* _Work instructions_
Once you have read the data below, write it all out exactly.

(Data excerpts)

::::::::::

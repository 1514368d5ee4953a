//! Room and upgrade pricing.
//!
//! Validity-windowed rates per room and upgrade, optional duration tiers on
//! room rates, and the tier engine that turns a duration into an amount.

pub mod calculators;
pub mod models;
pub mod requests;
pub mod responses;
pub mod routes;
pub mod services;

// Re-export commonly used items
pub use calculators::{compute_price, round_money};
pub use routes::router;
pub use services::{PreviewResult, PricingError, QuoteResult};
//! Request DTOs for pricing API endpoints.

use chrono::{DateTime, Utc};
use rust_decimal::Decimal;
use serde::Deserialize;

use super::models::{TierInput, TierKind};

/// Query for the price preview table
#[derive(Debug, Default, Deserialize)]
pub struct PreviewQuery {
    #[serde(default)]
    pub as_of: Option<DateTime<Utc>>,
}

/// Request to price a single duration
#[derive(Debug, Deserialize)]
pub struct QuoteRequest {
    pub duration_minutes: i32,
    #[serde(default)]
    pub as_of: Option<DateTime<Utc>>,
}

/// Request to supersede the current rate of a room or upgrade
#[derive(Debug, Deserialize)]
pub struct UpdateRateRequest {
    #[serde(with = "rust_decimal::serde::str")]
    pub rate: Decimal,
    /// Defaults to now
    #[serde(default)]
    pub valid_from: Option<DateTime<Utc>>,
}

/// Body for creating or replacing a tier
#[derive(Debug, Deserialize)]
pub struct TierRequest {
    pub from_minutes: i32,
    #[serde(default)]
    pub to_minutes: Option<i32>,
    pub kind: TierKind,
    #[serde(with = "rust_decimal::serde::str")]
    pub rate: Decimal,
    #[serde(default)]
    pub sort_order: i32,
}

impl From<TierRequest> for TierInput {
    fn from(req: TierRequest) -> Self {
        TierInput {
            from_minutes: req.from_minutes,
            to_minutes: req.to_minutes,
            kind: req.kind,
            rate: req.rate,
            sort_order: req.sort_order,
        }
    }
}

::::::::::

* _Solution for this problem_
repository 1514368d5ee4953a
//! Room and upgrade pricing.
//!
//! Validity-windowed rates per room and upgrade, optional duration tiers on
//! room rates, and the tier engine that turns a duration into an amount.

pub mod calculators;
pub mod models;
pub mod requests;
pub mod responses;
pub mod routes;
pub mod services;

// Re-export commonly used items
pub use calculators::{compute_price, round_money};
pub use routes::router;
pub use services::{PreviewResult, PricingError, QuoteResult};
//! Request DTOs for pricing API endpoints.

use chrono::{DateTime, Utc};
use rust_decimal::Decimal;
use serde::Deserialize;

use super::models::{TierInput, TierKind};

/// Query for the price preview table
#[derive(Debug, Default, Deserialize)]
pub struct PreviewQuery {
    #[serde(default)]
    pub as_of: Option<DateTime<Utc>>,
}

/// Request to price a single duration
#[derive(Debug, Deserialize)]
pub struct QuoteRequest {
    pub duration_minutes: i32,
    #[serde(default)]
    pub as_of: Option<DateTime<Utc>>,
}

/// Request to supersede the current rate of a room or upgrade
#[derive(Debug, Deserialize)]
pub struct UpdateRateRequest {
    #[serde(with = "rust_decimal::serde::str")]
    pub rate: Decimal,
    /// Defaults to now
    #[serde(default)]
    pub valid_from: Option<DateTime<Utc>>,
}

/// Body for creating or replacing a tier
#[derive(Debug, Deserialize)]
pub struct TierRequest {
    pub from_minutes: i32,
    #[serde(default)]
    pub to_minutes: Option<i32>,
    pub kind: TierKind,
    #[serde(with = "rust_decimal::serde::str")]
    pub rate: Decimal,
    #[serde(default)]
    pub sort_order: i32,
}

impl From<TierRequest> for TierInput {
    fn from(req: TierRequest) -> Self {
        TierInput {
            from_minutes: req.from_minutes,
            to_minutes: req.to_minutes,
            kind: req.kind,
            rate: req.rate,
            sort_order: req.sort_order,
        }
    }
}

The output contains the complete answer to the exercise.